Reproduce each entry below exactly as it appears.

※

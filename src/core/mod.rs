//! Dependency resolution and package assembly.

pub mod classifier;
pub mod content_doc;
pub mod packager;
pub mod queue;
pub mod rename;

pub use classifier::{AdmitReason, ClassificationResult, Classifier};
pub use content_doc::{ContentDoc, DocRoot};
pub use packager::{PackageBuilder, PackageOptions, PackageSummary, MANIFEST_NAME};
pub use queue::{IdentityMode, WorkQueue};
pub use rename::{normalize_glossary_audio, RenameRecord};
//! Identity of a content unit in the item bank.
//!
//! An id carries a role (item vs stimulus), a bank key, the numeric id,
//! and the kind of content it resolves to (regular item, word list, or
//! tutorial). The textual forms are either a bare number or the full
//! `role-bankKey-id` triplet.

use serde::{Deserialize, Serialize};
use thiserror::Error;

/// Whether the unit lives under `Items/` or `Stimuli/`.
#[derive(Debug, Clone, Copy, PartialEq, Eq, Hash, Serialize, Deserialize)]
#[serde(rename_all = "lowercase")]
pub enum Role {
    Item,
    Stim,
}

impl Role {
    /// Lowercase token used in file names and lookup keys.
    pub fn token(&self) -> &'static str {
        match self {
            Role::Item => "item",
            Role::Stim => "stim",
        }
    }

    /// Capitalized token used in archive folder names.
    pub fn token_cap(&self) -> &'static str {
        match self {
            Role::Item => "Item",
            Role::Stim => "Stim",
        }
    }
}

/// What the content unit is, which selects the classification rules.
#[derive(Debug, Clone, Copy, PartialEq, Eq, Hash, Serialize, Deserialize)]
#[serde(rename_all = "snake_case")]
pub enum ContentKind {
    Item,
    WordList,
    Tutorial,
}

#[derive(Debug, Error, PartialEq, Eq)]
pub enum ParseIdError {
    #[error("id '{0}' is neither a bare number nor a role-bankKey-id triplet")]
    Unrecognized(String),

    #[error("unknown role '{0}' (expected 'item' or 'stim')")]
    UnknownRole(String),

    #[error("non-numeric component in id '{0}'")]
    BadNumber(String),
}

/// Parsed identity of an item, stimulus, word list, or tutorial.
#[derive(Debug, Clone, Copy, PartialEq, Eq, Hash)]
pub struct ContentId {
    pub role: Role,
    pub bank_key: u32,
    pub id: u32,
    pub kind: ContentKind,
}

impl ContentId {
    pub fn new(role: Role, bank_key: u32, id: u32, kind: ContentKind) -> Self {
        Self {
            role,
            bank_key,
            id,
            kind,
        }
    }

    /// Parse either a bare number or a `role-bankKey-id` triplet.
    ///
    /// A bare number becomes an Item in the caller-supplied default bank.
    pub fn parse(text: &str, default_bank_key: u32) -> Result<Self, ParseIdError> {
        let text = text.trim();
        if let Ok(id) = text.parse::<u32>() {
            return Ok(Self::new(Role::Item, default_bank_key, id, ContentKind::Item));
        }

        let parts: Vec<&str> = text.split('-').collect();
        if parts.len() != 3 {
            return Err(ParseIdError::Unrecognized(text.to_string()));
        }

        let role = match parts[0].to_ascii_lowercase().as_str() {
            "item" => Role::Item,
            "stim" => Role::Stim,
            other => return Err(ParseIdError::UnknownRole(other.to_string())),
        };
        let bank_key = parts[1]
            .parse::<u32>()
            .map_err(|_| ParseIdError::BadNumber(text.to_string()))?;
        let id = parts[2]
            .parse::<u32>()
            .map_err(|_| ParseIdError::BadNumber(text.to_string()))?;

        Ok(Self::new(role, bank_key, id, ContentKind::Item))
    }

    /// Canonical lowercase triplet, e.g. `item-200-12345`.
    ///
    /// This is the form used for repository lookups, content file names,
    /// and manifest identifiers.
    pub fn canonical(&self) -> String {
        format!("{}-{}-{}", self.role.token(), self.bank_key, self.id)
    }

    /// Capitalized triplet for user-facing output and the `Items/`
    /// folder naming, e.g. `Item-200-12345`.
    pub fn display_cap(&self) -> String {
        format!("{}-{}-{}", self.role.token_cap(), self.bank_key, self.id)
    }

    /// Name of the primary content document inside the repository.
    pub fn content_file_name(&self) -> String {
        format!("{}.xml", self.canonical())
    }

    /// Archive folder for this unit, with trailing slash.
    ///
    /// Items get the capitalized folder name, stimuli the lowercase one,
    /// matching the package layout the downstream loader expects.
    pub fn archive_folder(&self) -> String {
        match self.role {
            Role::Item => format!("Items/{}/", self.display_cap()),
            Role::Stim => format!("Stimuli/{}/", self.canonical()),
        }
    }
}

impl std::fmt::Display for ContentId {
    fn fmt(&self, f: &mut std::fmt::Formatter<'_>) -> std::fmt::Result {
        write!(f, "{}", self.canonical())
    }
}
//! itempack CLI entrypoint

use anyhow::Result;
use clap::Parser;
use tracing_subscriber::{layer::SubscriberExt, util::SubscriberInitExt, EnvFilter};

use itempack::cli::Cli;

#[tokio::main]
async fn main() -> Result<()> {
    tracing_subscriber::registry()
        .with(EnvFilter::try_from_default_env().unwrap_or_else(|_| EnvFilter::new("info")))
        .with(tracing_subscriber::fmt::layer().with_target(false))
        .init();

    let cli = Cli::parse();
    cli.execute().await
}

※

• _Task response_:
filename src/core/mod.rs
//! Dependency resolution and package assembly.

pub mod classifier;
pub mod content_doc;
pub mod packager;
pub mod queue;
pub mod rename;

pub use classifier::{AdmitReason, ClassificationResult, Classifier};
pub use content_doc::{ContentDoc, DocRoot};
pub use packager::{PackageBuilder, PackageOptions, PackageSummary, MANIFEST_NAME};
pub use queue::{IdentityMode, WorkQueue};
pub use rename::{normalize_glossary_audio, RenameRecord};
//! Identity of a content unit in the item bank.
//!
//! An id carries a role (item vs stimulus), a bank key, the numeric id,
//! and the kind of content it resolves to (regular item, word list, or
//! tutorial). The textual forms are either a bare number or the full
//! `role-bankKey-id` triplet.

use serde::{Deserialize, Serialize};
use thiserror::Error;

/// Whether the unit lives under `Items/` or `Stimuli/`.
#[derive(Debug, Clone, Copy, PartialEq, Eq, Hash, Serialize, Deserialize)]
#[serde(rename_all = "lowercase")]
pub enum Role {
    Item,
    Stim,
}

impl Role {
    /// Lowercase token used in file names and lookup keys.
    pub fn token(&self) -> &'static str {
        match self {
            Role::Item => "item",
            Role::Stim => "stim",
        }
    }

    /// Capitalized token used in archive folder names.
    pub fn token_cap(&self) -> &'static str {
        match self {
            Role::Item => "Item",
            Role::Stim => "Stim",
        }
    }
}

/// What the content unit is, which selects the classification rules.
#[derive(Debug, Clone, Copy, PartialEq, Eq, Hash, Serialize, Deserialize)]
#[serde(rename_all = "snake_case")]
pub enum ContentKind {
    Item,
    WordList,
    Tutorial,
}

#[derive(Debug, Error, PartialEq, Eq)]
pub enum ParseIdError {
    #[error("id '{0}' is neither a bare number nor a role-bankKey-id triplet")]
    Unrecognized(String),

    #[error("unknown role '{0}' (expected 'item' or 'stim')")]
    UnknownRole(String),

    #[error("non-numeric component in id '{0}'")]
    BadNumber(String),
}

/// Parsed identity of an item, stimulus, word list, or tutorial.
#[derive(Debug, Clone, Copy, PartialEq, Eq, Hash)]
pub struct ContentId {
    pub role: Role,
    pub bank_key: u32,
    pub id: u32,
    pub kind: ContentKind,
}

impl ContentId {
    pub fn new(role: Role, bank_key: u32, id: u32, kind: ContentKind) -> Self {
        Self {
            role,
            bank_key,
            id,
            kind,
        }
    }

    /// Parse either a bare number or a `role-bankKey-id` triplet.
    ///
    /// A bare number becomes an Item in the caller-supplied default bank.
    pub fn parse(text: &str, default_bank_key: u32) -> Result<Self, ParseIdError> {
        let text = text.trim();
        if let Ok(id) = text.parse::<u32>() {
            return Ok(Self::new(Role::Item, default_bank_key, id, ContentKind::Item));
        }

        let parts: Vec<&str> = text.split('-').collect();
        if parts.len() != 3 {
            return Err(ParseIdError::Unrecognized(text.to_string()));
        }

        let role = match parts[0].to_ascii_lowercase().as_str() {
            "item" => Role::Item,
            "stim" => Role::Stim,
            other => return Err(ParseIdError::UnknownRole(other.to_string())),
        };
        let bank_key = parts[1]
            .parse::<u32>()
            .map_err(|_| ParseIdError::BadNumber(text.to_string()))?;
        let id = parts[2]
            .parse::<u32>()
            .map_err(|_| ParseIdError::BadNumber(text.to_string()))?;

        Ok(Self::new(role, bank_key, id, ContentKind::Item))
    }

    /// Canonical lowercase triplet, e.g. `item-200-12345`.
    ///
    /// This is the form used for repository lookups, content file names,
    /// and manifest identifiers.
    pub fn canonical(&self) -> String {
        format!("{}-{}-{}", self.role.token(), self.bank_key, self.id)
    }

    /// Capitalized triplet for user-facing output and the `Items/`
    /// folder naming, e.g. `Item-200-12345`.
    pub fn display_cap(&self) -> String {
        format!("{}-{}-{}", self.role.token_cap(), self.bank_key, self.id)
    }

    /// Name of the primary content document inside the repository.
    pub fn content_file_name(&self) -> String {
        format!("{}.xml", self.canonical())
    }

    /// Archive folder for this unit, with trailing slash.
    ///
    /// Items get the capitalized folder name, stimuli the lowercase one,
    /// matching the package layout the downstream loader expects.
    pub fn archive_folder(&self) -> String {
        match self.role {
            Role::Item => format!("Items/{}/", self.display_cap()),
            Role::Stim => format!("Stimuli/{}/", self.canonical()),
        }
    }
}

impl std::fmt::Display for ContentId {
    fn fmt(&self, f: &mut std::fmt::Formatter<'_>) -> std::fmt::Result {
        write!(f, "{}", self.canonical())
    }
}
//! itempack CLI entrypoint

use anyhow::Result;
use clap::Parser;
use tracing_subscriber::{layer::SubscriberExt, util::SubscriberInitExt, EnvFilter};

use itempack::cli::Cli;

#[tokio::main]
async fn main() -> Result<()> {
    tracing_subscriber::registry()
        .with(EnvFilter::try_from_default_env().unwrap_or_else(|_| EnvFilter::new("info")))
        .with(tracing_subscriber::fmt::layer().with_target(false))
        .init();

    let cli = Cli::parse();
    cli.execute().await
}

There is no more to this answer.